読書が子供たちを成長させる(写真:武藤義/アフロ)

 新型コロナウイルスの感染拡大により休校となった学校再開に向けて動き出した地域もあるが、予断を許さない状況に変わりはなく、都市部では休校が続いている。

 しかし、“おうち時間”こそが、読書によって多くの学びを得る絶好の機会でもあるはず。思い出してほしい。子供の頃、時間を忘れて朝まで本を読みふけったときのことを。本で知ったことをすぐ誰かに話したくて、自分もやってみたくって、将来の夢につながったりもした。“学ぶ”とは、机上で筆を走らせることだけではないはず──。

 そこで、いまこそ子供に読んでほしい本の選び方を、児童文学評論家の赤木かん子さんに聞いた。

【プロフィール】
児童文学評論家 赤木かん子/作家、子どもの本研究家。学校の図書館プロデューサーとしても全国で活躍。

◆好きな本の“繰り返し読み”が理解を深める

 子供には、特有の本の読み方があると話す赤木さん。

「“優れた本”を選んで読ませるのはおすすめしません。本人が読みたいと思ったものを読ませてあげて。“つまらない”を知らないと、“面白い”もわかりません。一見、無駄に思えることが必要なことなのです。子供は、時間がたっぷりあるのですから」(赤木さん・以下同)

 赤木さんのもとには、「子供が同じ本ばかり読む」という相談がよく寄せられるそうだが、それも問題ないという。

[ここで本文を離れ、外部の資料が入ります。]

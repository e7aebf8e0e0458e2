//! SchoolHub Store
//!
//! SQLite persistence for the portal:
//!
//! - **types**: Domain records (User, RoleProfile, Lead, Session)
//! - **db**: Connection handling and schema
//! - **users** / **sessions** / **leads**: Repository methods on `Database`
//! - **error**: Error types
//!
//! # Example
//!
//! ```rust,no_run
//! use schoolhub::storage::{Database, Lead, Role, User};
//!
//! fn main() -> Result<(), Box<dyn std::error::Error>> {
//!     let db = Database::open("./schoolhub.db")?;
//!
//!     db.insert_user(&User::new("head@school.test", "Head", Role::Admin), "argon2-hash")?;
//!     db.insert_lead(&Lead::new("Rahim", "01700000000").class("Play"))?;
//!
//!     println!("{} leads", db.list_leads()?.len());
//!     Ok(())
//! }
//! ```

pub mod db;
pub mod error;
pub mod leads;
pub mod sessions;
pub mod types;
pub mod users;

pub use db::Database;
pub use error::{StorageError, StorageResult};
pub use types::{
    AdminProfile, Lead, LeadSource, LeadStatus, Role, RoleProfile, Session, StaffProfile,
    StudentProfile, User,
};
pub use users::UserCounts;
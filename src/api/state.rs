//! Application State
//!
//! Shared state accessible by all API handlers.
//! Wrapped in Arc for thread-safe sharing across async tasks.

use crate::auth::Authenticator;
use crate::config::Config;
use crate::storage::Database;
use crate::uploads::ImageHost;
use std::sync::Arc;
use std::time::Instant;

/// Shared application state for all handlers
#[derive(Clone)]
pub struct AppState {
    /// SQLite store for users, sessions and leads
    pub db: Arc<Database>,
    /// Sign up, login and session lookup
    pub auth: Authenticator,
    /// Photo host; `None` when uploads are not configured
    pub image_host: Option<Arc<dyn ImageHost>>,
    /// Full service configuration
    pub config: Arc<Config>,
    /// Server start time for uptime tracking
    pub start_time: Instant,
}

impl AppState {
    /// Create an AppState without an image host
    pub fn new(db: Arc<Database>, config: Config) -> Self {
        let auth = Authenticator::new(Arc::clone(&db), &config.auth);
        Self {
            db,
            auth,
            image_host: None,
            config: Arc::new(config),
            start_time: Instant::now(),
        }
    }

    /// Builder method: enable photo uploads through `host`
    pub fn with_image_host(mut self, host: Arc<dyn ImageHost>) -> Self {
        self.image_host = Some(host);
        self
    }

    /// Get server uptime in seconds
    pub fn uptime_seconds(&self) -> u64 {
        self.start_time.elapsed().as_secs()
    }

    pub fn uploads_enabled(&self) -> bool {
        self.image_host.is_some()
    }
}
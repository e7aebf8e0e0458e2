//! Listing helpers
//!
//! Every admin screen lists a fetched collection through the same two steps:
//!
//! ```text
//! all rows → filter (search, role / status) → paginate (page, limit) → Page<T>
//! ```
//!
//! - [`filter`]: `UserFilter` and `LeadFilter`
//! - [`page`]: `PageRequest`, `Page`, `paginate`, `visible_pages`

mod filter;
mod page;

pub use filter::{LeadFilter, LeadFilterParams, UserFilter, UserFilterParams};
pub use page::{
    paginate, total_pages, visible_pages, Page, PageRequest, DEFAULT_PAGE_SIZE, MAX_PAGE_SIZE,
    MAX_VISIBLE_PAGES,
};
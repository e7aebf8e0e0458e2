//! Auth Routes
//!
//! - POST /api/v1/auth/register - Sign up as student or staff
//! - POST /api/v1/auth/login - Password login
//! - POST /api/v1/auth/admin-login - Password login for the admin area
//! - POST /api/v1/auth/logout - End the current session
//! - GET /api/v1/auth/me - Current user

use axum::{extract::State, http::StatusCode, Json};
use std::sync::Arc;

use crate::api::dto::{LoginRequest, MeResponse, RegisterResponse, SessionResponse};
use crate::api::error::ApiResult;
use crate::api::extract::AuthUser;
use crate::api::routes::blocking;
use crate::api::state::AppState;
use crate::auth::Registration;

/// POST /api/v1/auth/register
///
/// The new account is unverified until an administrator approves it,
/// but gets a session right away so the client can show the pending page.
pub async fn register(
    State(state): State<Arc<AppState>>,
    Json(form): Json<Registration>,
) -> ApiResult<(StatusCode, Json<RegisterResponse>)> {
    let auth = state.auth.clone();
    let (user, session, strength) = blocking(move || Ok(auth.register(form)?)).await?;

    Ok((
        StatusCode::CREATED,
        Json(RegisterResponse {
            session: SessionResponse::new(user, session),
            password_strength: strength,
        }),
    ))
}

/// POST /api/v1/auth/login
pub async fn login(
    State(state): State<Arc<AppState>>,
    Json(req): Json<LoginRequest>,
) -> ApiResult<Json<SessionResponse>> {
    let auth = state.auth.clone();
    let (user, session) = blocking(move || Ok(auth.login(&req.email, &req.password)?)).await?;
    Ok(Json(SessionResponse::new(user, session)))
}

/// POST /api/v1/auth/admin-login
pub async fn admin_login(
    State(state): State<Arc<AppState>>,
    Json(req): Json<LoginRequest>,
) -> ApiResult<Json<SessionResponse>> {
    let auth = state.auth.clone();
    let (user, session) =
        blocking(move || Ok(auth.admin_login(&req.email, &req.password)?)).await?;
    Ok(Json(SessionResponse::new(user, session)))
}

/// POST /api/v1/auth/logout
pub async fn logout(State(state): State<Arc<AppState>>, auth: AuthUser) -> ApiResult<StatusCode> {
    state.auth.logout(&auth.session.token)?;
    tracing::debug!(user_id = %auth.user.id, "Logged out");
    Ok(StatusCode::NO_CONTENT)
}

/// GET /api/v1/auth/me
///
/// Works for unapproved accounts too; the client reads `verified` to decide
/// between the dashboard and the pending-approval page.
pub async fn me(auth: AuthUser) -> Json<MeResponse> {
    Json(MeResponse {
        user: auth.user,
        expires_at: auth.session.expires_at,
    })
}
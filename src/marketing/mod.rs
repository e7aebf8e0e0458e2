//! Marketing desk
//!
//! Admission enquiries ("leads") and the numbers the desk tracks about them.
//!
//! - [`draft`]: validated input from the admin form and the public intake form
//! - [`stats`]: `MarketingStats` (status breakdown, number analysis, class
//!   distribution, data quality)

mod draft;
mod stats;

pub use draft::{IntakeForm, LeadDraft};
pub use stats::{
    percentage, ClassBreakdown, DataQuality, MarketingStats, MissingFields, NumberAnalysis,
    StatusBreakdown, UNASSIGNED_CLASS,
};
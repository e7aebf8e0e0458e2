//! Dashboard Routes
//!
//! - GET /api/v1/dashboard/admin - Head counts for administrators
//! - GET /api/v1/dashboard/staff - Approved staff member's own record
//! - GET /api/v1/dashboard/student - Approved student's profile card

use axum::{extract::State, Json};
use std::sync::Arc;

use crate::api::dto::{AdminOverview, DetailField, StaffDashboard, StudentDashboard};
use crate::api::error::ApiResult;
use crate::api::extract::{AdminUser, AuthUser};
use crate::api::state::AppState;
use crate::storage::{LeadStatus, Role, StudentProfile};

/// Shown for profile fields nobody filled in
pub const NOT_SET: &str = "Not set";

/// GET /api/v1/dashboard/admin
pub async fn admin_overview(
    State(state): State<Arc<AppState>>,
    AdminUser(_admin): AdminUser,
) -> ApiResult<Json<AdminOverview>> {
    let counts = state.db.user_counts()?;
    let leads = state.db.list_leads()?;

    Ok(Json(AdminOverview {
        total_students: counts.students,
        total_staff: counts.staff,
        total_admins: counts.admins,
        pending_approvals: counts.pending,
        verified_users: counts.verified,
        total_leads: leads.len(),
        admitted_leads: leads
            .iter()
            .filter(|l| l.status == LeadStatus::Admitted)
            .count(),
        incomplete_lead_profiles: leads.iter().filter(|l| !l.is_complete()).count(),
        users_without_profile: counts.without_profile,
    }))
}

/// GET /api/v1/dashboard/staff
pub async fn staff_dashboard(auth: AuthUser) -> ApiResult<Json<StaffDashboard>> {
    auth.require(Some(Role::Staff))?;
    let profile = auth.user.staff_profile().cloned();

    Ok(Json(StaffDashboard {
        user: auth.user,
        profile,
    }))
}

/// GET /api/v1/dashboard/student
pub async fn student_dashboard(auth: AuthUser) -> ApiResult<Json<StudentDashboard>> {
    auth.require(Some(Role::Student))?;
    let details = student_details(auth.user.student_profile());

    Ok(Json(StudentDashboard {
        user: auth.user,
        details,
    }))
}

/// Profile card lines, in display order
pub fn student_details(profile: Option<&StudentProfile>) -> Vec<DetailField> {
    let empty = StudentProfile::default();
    let p = profile.unwrap_or(&empty);

    [
        ("Student ID", &p.student_id),
        ("Class", &p.class),
        ("Section", &p.section),
        ("Roll Number", &p.roll_number),
        ("English Name", &p.english_name),
        ("Father's Name", &p.father_name),
        ("Mother's Name", &p.mother_name),
        ("Phone Number", &p.phone_number),
        ("Guardian Phone", &p.guardian_phone),
        ("Guardian Email", &p.guardian_email),
        ("Date of Birth", &p.date_of_birth),
        ("Gender", &p.gender),
        ("Address", &p.address),
        ("Enrollment Date", &p.enrollment_date),
        ("Previous School", &p.previous_school),
        ("Medical Info", &p.medical_info),
    ]
    .into_iter()
    .map(|(label, value)| DetailField {
        label: label.to_string(),
        value: value
            .as_deref()
            .map(str::trim)
            .filter(|v| !v.is_empty())
            .unwrap_or(NOT_SET)
            .to_string(),
    })
    .collect()
}
use log::LevelFilter;

use crate::logging::{init_logging, parse_level};

#[test]
fn test1_default_level() {
    assert_eq!(LevelFilter::Info, parse_level(None).unwrap());
}

#[test]
fn test2_named_levels() {
    assert_eq!(LevelFilter::Off, parse_level(Some("off")).unwrap());
    assert_eq!(LevelFilter::Warn, parse_level(Some("WARN")).unwrap());
    assert_eq!(LevelFilter::Trace, parse_level(Some(" trace ")).unwrap());
}

#[test]
fn test3_unknown_level() {
    let err = parse_level(Some("loud")).unwrap_err();
    assert_eq!("unknown log level \"loud\"", err.to_string());
}

#[test]
fn test4_logger_installs_once() {
    assert!(init_logging(LevelFilter::Warn).is_ok());

    let err = init_logging(LevelFilter::Debug).unwrap_err();
    assert_eq!("a global logger is already installed", err.to_string());
}
use std::env;

use slist::logging::{init_logging, parse_level};
use slist::{ListNode, SinglyLinkedList};

type Result<T> = anyhow::Result<T>;

const LOG_LEVEL_VAR: &str = "SLIST_LOG";

fn main() -> Result<()> {
    let level = parse_level(env::var(LOG_LEVEL_VAR).ok().as_deref())?;
    init_logging(level)?;

    let mut list = SinglyLinkedList::new();
    for x in 1..=3 {
        list.push_front(x);
    }
    println!("after push_front 1..=3: {}", list);

    list.push_back(0);
    println!("after push_back 0: {} (size {})", list, list.size());
    println!("contains 2: {}, contains 7: {}", list.contains(&2), list.contains(&7));

    let mut node = list.front();
    while let Some(n) = node {
        print!("{} ", n);
        node = n.next();
    }
    println!();

    while !list.is_empty() {
        let value = list.pop_front()?;
        println!("popped {}", value);
    }

    if let Err(e) = list.pop_front() {
        println!("pop on empty list: {}", e);
    }

    let mut head = ListNode::new("head");
    head.set_next(Some(Box::new(ListNode::new("tail"))));
    head.set_value("new head");
    println!("{} -> {:?}", head, head.next().map(ListNode::value));
    Ok(())
}
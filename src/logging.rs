use anyhow::Context;
use log::LevelFilter;
use simplelog::{ColorChoice, Config, TermLogger, TerminalMode};

type Result<T> = anyhow::Result<T>;

/// Installs a terminal logger at `level`. Meant to be called once, from a
/// binary's `main`.
pub fn init_logging(level: LevelFilter) -> Result<()> {
    TermLogger::init(level, Config::default(), TerminalMode::Mixed, ColorChoice::Auto)
        .context("a global logger is already installed")
}

/// Parses a level name such as `warn` or `TRACE`; `None` falls back to `Info`.
pub fn parse_level(raw: Option<&str>) -> Result<LevelFilter> {
    match raw {
        None => Ok(LevelFilter::Info),
        Some(name) => name
            .trim()
            .parse::<LevelFilter>()
            .with_context(|| format!("unknown log level {name:?}")),
    }
}
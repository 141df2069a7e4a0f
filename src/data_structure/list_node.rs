use std::fmt;
use std::mem;

/// A single node of a singly linked list: one value and an owning link to the
/// next node.
///
/// A node is owned either by a [`SinglyLinkedList`](super::singly_linked_list::SinglyLinkedList)
/// (the head) or by the node in front of it. Dropping a node releases its whole
/// successor chain without recursing once per node.
pub struct ListNode<T> {
    value: T,
    pub(crate) next: Link<T>,
}

/// Owning link to the next node. Tears the chain down iteratively.
pub(crate) struct Link<T>(Option<Box<ListNode<T>>>);

impl<T> Link<T> {
    pub(crate) const fn empty() -> Self {
        Link(None)
    }

    pub(crate) fn take(&mut self) -> Option<Box<ListNode<T>>> {
        self.0.take()
    }

    pub(crate) fn replace(&mut self, node: Option<Box<ListNode<T>>>) -> Option<Box<ListNode<T>>> {
        mem::replace(&mut self.0, node)
    }

    /// Stores `node` in this link and returns it. The link must be empty.
    pub(crate) fn insert(&mut self, node: Box<ListNode<T>>) -> &mut ListNode<T> {
        debug_assert!(self.0.is_none());
        self.0.insert(node)
    }

    pub(crate) fn as_deref(&self) -> Option<&ListNode<T>> {
        self.0.as_deref()
    }

    pub(crate) fn as_deref_mut(&mut self) -> Option<&mut ListNode<T>> {
        self.0.as_deref_mut()
    }

    pub(crate) fn is_none(&self) -> bool {
        self.0.is_none()
    }

    /// Walks to the empty link after the last node.
    pub(crate) fn last_mut(&mut self) -> &mut Link<T> {
        let mut cursor = self;
        while let Link(Some(node)) = cursor {
            cursor = &mut node.next;
        }
        cursor
    }
}

impl<T> Drop for Link<T> {
    fn drop(&mut self) {
        let mut current = self.0.take();
        while let Some(mut node) = current {
            // detach before `node` goes out of scope so its own link is empty
            current = node.next.0.take();
        }
    }
}

impl<T> ListNode<T> {
    pub fn new(value: T) -> ListNode<T> {
        ListNode {
            value,
            next: Link::empty(),
        }
    }

    pub fn value(&self) -> &T {
        &self.value
    }

    pub fn value_mut(&mut self) -> &mut T {
        &mut self.value
    }

    pub fn set_value(&mut self, value: T) {
        self.value = value;
    }

    /// Consumes the node, returning its value. Any successors are released.
    pub fn into_value(self) -> T {
        let ListNode { value, .. } = self;
        value
    }

    pub fn next(&self) -> Option<&ListNode<T>> {
        self.next.as_deref()
    }

    pub fn next_mut(&mut self) -> Option<&mut ListNode<T>> {
        self.next.as_deref_mut()
    }

    /// Links `next` after this node and hands the previous successor back to
    /// the caller.
    pub fn set_next(&mut self, next: Option<Box<ListNode<T>>>) -> Option<Box<ListNode<T>>> {
        self.next.replace(next)
    }

    pub fn take_next(&mut self) -> Option<Box<ListNode<T>>> {
        self.next.take()
    }
}

impl<T: Default> Default for ListNode<T> {
    fn default() -> Self {
        ListNode::new(T::default())
    }
}

impl<T> From<T> for ListNode<T> {
    fn from(value: T) -> Self {
        ListNode::new(value)
    }
}

impl<T: fmt::Display> fmt::Display for ListNode<T> {
    fn fmt(&self, f: &mut fmt::Formatter<'_>) -> fmt::Result {
        write!(f, "[{}]", self.value)
    }
}

impl<T: fmt::Debug> fmt::Debug for ListNode<T> {
    fn fmt(&self, f: &mut fmt::Formatter<'_>) -> fmt::Result {
        f.debug_struct("ListNode")
            .field("value", &self.value)
            .field("has_next", &!self.next.is_none())
            .finish()
    }
}
pub mod list_node;
pub mod singly_linked_list;
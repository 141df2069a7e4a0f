use crate::data_structure::list_node::ListNode;
use crate::tests::drop_tracker::{drop_counts, Tracked};

#[test]
fn test1_new_has_no_successor() {
    let node = ListNode::new(42);
    assert_eq!(42, *node.value());
    assert!(node.next().is_none());
}

#[test]
fn test2_default_value() {
    let node: ListNode<i32> = ListNode::default();
    assert_eq!(0, *node.value());
    assert!(node.next().is_none());

    let node: ListNode<String> = ListNode::default();
    assert_eq!("", node.value());
}

#[test]
fn test3_set_value() {
    let mut node = ListNode::from(String::from("a"));
    let b = String::from("b");
    node.set_value(b.clone());
    assert_eq!("b", node.value());
    assert_eq!("b", b);

    node.value_mut().push('c');
    assert_eq!("bc", node.into_value());
}

#[test]
fn test4_link_and_walk() {
    let mut first = ListNode::new(1);
    let mut second = Box::new(ListNode::new(2));
    second.set_next(Some(Box::new(ListNode::new(3))));
    assert!(first.set_next(Some(second)).is_none());

    let mut values = vec![];
    let mut current = Some(&first);
    while let Some(node) = current {
        values.push(*node.value());
        current = node.next();
    }
    assert_eq!(vec![1, 2, 3], values);

    *first.next_mut().unwrap().value_mut() = 20;
    assert_eq!(Some(&20), first.next().map(ListNode::value));
}

#[test]
fn test5_set_next_returns_replaced_successor() {
    let mut head = ListNode::new('a');
    head.set_next(Some(Box::new(ListNode::new('b'))));

    let old = head.set_next(Some(Box::new(ListNode::new('c'))));
    assert_eq!(Some('b'), old.map(|n| n.into_value()));
    assert_eq!(Some(&'c'), head.next().map(ListNode::value));

    let detached = head.take_next();
    assert_eq!(Some('c'), detached.map(|n| n.into_value()));
    assert!(head.next().is_none());
}

#[test]
fn test6_display() {
    assert_eq!("[7]", ListNode::new(7).to_string());
    assert_eq!("[hi]", ListNode::new("hi").to_string());
}

#[test]
fn test7_drop_releases_chain_once() {
    let mut head = ListNode::new(Tracked::new());
    let mut ids = vec![head.value().id];
    for _ in 0..10 {
        let mut node = Box::new(ListNode::new(Tracked::new()));
        ids.push(node.value().id);
        node.set_next(head.take_next());
        head.set_next(Some(node));
    }
    assert_eq!(vec![0; 11], drop_counts(&ids));

    drop(head);
    assert_eq!(vec![1; 11], drop_counts(&ids));
}

#[test]
fn test8_into_value_releases_successors() {
    let mut head = ListNode::new(Tracked::new());
    let tail = Tracked::new();
    let tail_id = tail.id;
    head.set_next(Some(Box::new(ListNode::new(tail))));

    let value = head.into_value();
    assert_eq!(vec![1], drop_counts(&[tail_id]));
    assert_eq!(vec![0], drop_counts(&[value.id]));
}

#[test]
fn test9_drop_long_chain() {
    let mut head = ListNode::new(0u32);
    for x in 1..1_000_000 {
        let mut node = Box::new(ListNode::new(x));
        node.set_next(head.take_next());
        head.set_next(Some(node));
    }
    drop(head);
}
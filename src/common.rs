//! Shared protocol constants and enums.
//!
//! | Format   | Id | Description                                   |
//! |----------|----|-----------------------------------------------|
//! | `None`   | 0  | No serialization, payload is the literal data |
//! | `Json`   | 1  | JSON text (the default)                       |
//! | `Php`    | 2  | PHP `serialize()` text                        |
//! | `Ubjson` | 3  | Universal Binary JSON                         |
//! | `Jsox`   | 4  | JSOX, a JSON superset                         |
//!
//! [`ReturnType`] only matters for object-like decoded data. `ArrObj` and
//! `StdObj` behave identically in this crate; both exist so headers stay
//! compatible with implementations that distinguish them (PHP associative
//! arrays vs `stdClass`).

use std::fmt;

use serde::{Deserialize, Serialize};

use crate::error::{Data64Error, Result};

/// Current (newest) header version.
pub const VERSION: u8 = 3;

/// Supported header versions, newest first.
pub const VERSIONS: &[u8] = &[VERSION];

/// Serialization format recorded in the header.
#[derive(Debug, Clone, Copy, PartialEq, Eq, Hash, PartialOrd, Ord, Serialize, Deserialize)]
#[serde(rename_all = "UPPERCASE")]
pub enum Format {
    /// No serialization.
    None = 0,
    /// JSON.
    Json = 1,
    /// PHP `serialize()`.
    Php = 2,
    /// Universal Binary JSON.
    Ubjson = 3,
    /// JSOX.
    Jsox = 4,
}

impl Format {
    /// All formats in id order.
    pub const ALL: [Format; 5] = [
        Format::None,
        Format::Json,
        Format::Php,
        Format::Ubjson,
        Format::Jsox,
    ];

    /// Numeric wire id.
    #[inline]
    pub fn id(self) -> u8 {
        self as u8
    }
}

impl TryFrom<u8> for Format {
    type Error = Data64Error;

    fn try_from(id: u8) -> Result<Self> {
        Self::ALL
            .get(id as usize)
            .copied()
            .ok_or(Data64Error::InvalidFormat(id))
    }
}

impl fmt::Display for Format {
    fn fmt(&self, f: &mut fmt::Formatter<'_>) -> fmt::Result {
        let name = match self {
            Format::None => "NONE",
            Format::Json => "JSON",
            Format::Php => "PHP",
            Format::Ubjson => "UBJSON",
            Format::Jsox => "JSOX",
        };
        f.write_str(name)
    }
}

/// Return-shape convention for object-like decoded data.
#[derive(Debug, Clone, Copy, PartialEq, Eq, Hash, Serialize, Deserialize)]
#[serde(rename_all = "SCREAMING_SNAKE_CASE")]
pub enum ReturnType {
    /// Return the raw string/bytes, skip deserialization.
    Raw = 0,
    /// Objects as associative arrays.
    ArrObj = 1,
    /// Objects as standard objects.
    StdObj = 2,
}

impl ReturnType {
    /// Numeric wire id.
    #[inline]
    pub fn id(self) -> u8 {
        self as u8
    }
}

impl TryFrom<u8> for ReturnType {
    type Error = Data64Error;

    fn try_from(id: u8) -> Result<Self> {
        match id {
            0 => Ok(ReturnType::Raw),
            1 => Ok(ReturnType::ArrObj),
            2 => Ok(ReturnType::StdObj),
            other => Err(Data64Error::InvalidType(other)),
        }
    }
}
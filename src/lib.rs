//! # data64
//!
//! Self-describing, versioned, URL-safe Base64 encoding for serialized values.
//!
//! A value is serialized by a format plugin (JSON, PHP `serialize()`, UBJSON
//! or JSOX), Base64-encoded, and prefixed with a short header recording the
//! header version, the format and the return type. A receiver that only
//! knows the header grammar can reverse the whole thing, so a value can
//! travel inside a URL query parameter.
//!
//! ## Wire Format
//!
//! ```text
//! SV 03 F1 T1 eyJhIjoxfQ
//! │  │  │  │  └─ payload: URL-safe Base64
//! │  │  │  └──── return type (omitted for RAW and for PHP)
//! │  │  └─────── format (omitted for NONE)
//! │  └────────── version, 2 hex digits
//! └───────────── marker
//! ```
//!
//! ## Example
//!
//! ```
//! use data64::{Data, Format, Options};
//! use serde_json::json;
//!
//! let encoded = data64::encode(json!({"a": 1}), Options::default()).unwrap();
//! assert_eq!(encoded, "SV03F1T1eyJhIjoxfQ");
//!
//! let decoded = data64::decode(&encoded, Options::default()).unwrap();
//! assert_eq!(decoded, Data::from(json!({"a": 1})));
//!
//! // Literal text without serialization.
//! let raw = data64::encode("hello", Options::default().format(Format::None)).unwrap();
//! assert_eq!(raw, "SV03aGVsbG8");
//! assert_eq!(data64::detect_header(&raw), 3);
//! ```

pub mod codec;
pub mod encoding;
pub mod error;
pub mod header;

mod common;
mod data;
mod options;
mod profile;
mod settings;
mod state;
mod transcoder;

pub use common::{Format, ReturnType, VERSION, VERSIONS};
pub use data::Data;
pub use error::{Data64Error, Result};
pub use options::{Hook, Options, Overrides};
pub use profile::{PluginFactory, Profile};
pub use settings::Settings;
pub use state::{StageData, State};
pub use transcoder::{Decoded, Transcoder};

/// Encode `data` with a throwaway [`Transcoder`].
///
/// # Errors
///
/// See [`Transcoder::encode`].
pub fn encode(data: impl Into<Data>, options: Options) -> Result<String> {
    Transcoder::new(options).encode(data, &Overrides::new())
}

/// Decode `input` with a throwaway [`Transcoder`].
///
/// `want_state` is ignored since the state cannot outlive the transcoder.
///
/// # Errors
///
/// See [`Transcoder::decode`].
pub fn decode(input: &str, options: Options) -> Result<Data> {
    let transcoder = Transcoder::new(options);
    let decoded = transcoder.decode(input, &Overrides::new().want_state(false))?;
    Ok(decoded.into_data())
}

/// Version of the header at the start of `input`, or 0 if there is none.
pub fn detect_header(input: &str) -> u8 {
    header::detect(input)
}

「むしろそれは、とてもいいことです。音楽でも気に入った曲は何度も聴きたくなるし、聴くたびに理解が深まります。本も同じで、2度、3度と読むたびに新しい発見や喜びがあり、細部まで理解が深まります。繰り返し読むのは読解力を身につける最上のやり方の1つなんです」

 また、0才から小学校低学年におすすめなのは図鑑だ。

「9才までは脳を耕す時期。1冊の本を読むためには、その本にある8割の言葉をすでに知っていないと歯が立ちません。ですから、多くの単語を習得できる絵や写真がたくさんある図鑑がいい。そして図鑑を読むうちに、子供はたくさんの言葉と知識を吸収する。その過程が大事です。

 それと、小学生になっても読み聞かせはしてあげてください。自分で読むよりもレベルが上の本が読めるからです」

 赤木さんのおすすめは、『地球博物学大図鑑』。1万円超と高額だが、アメリカにある世界最大規模のスミソニアン国立自然史博物館の開館100周年記念出版本で、収録物にお気に入りが見つかる、一生ものと太鼓判。『元素図鑑 宇宙は92この元素でできている』は科学が苦手な子供にもわかりやすい文章で、実験コラムは自由研究向きという。

◆中学年は社会性を学ぶ 高学年は長編や漫画を

「中学年になると感情を司る前頭葉が発達し、女の子はロマンスや友情もの、男の子は戦国ものといった、社会性のあるものに興味が移ります」

 小学校高学年から中学生には、漫画作品もおすすめだ。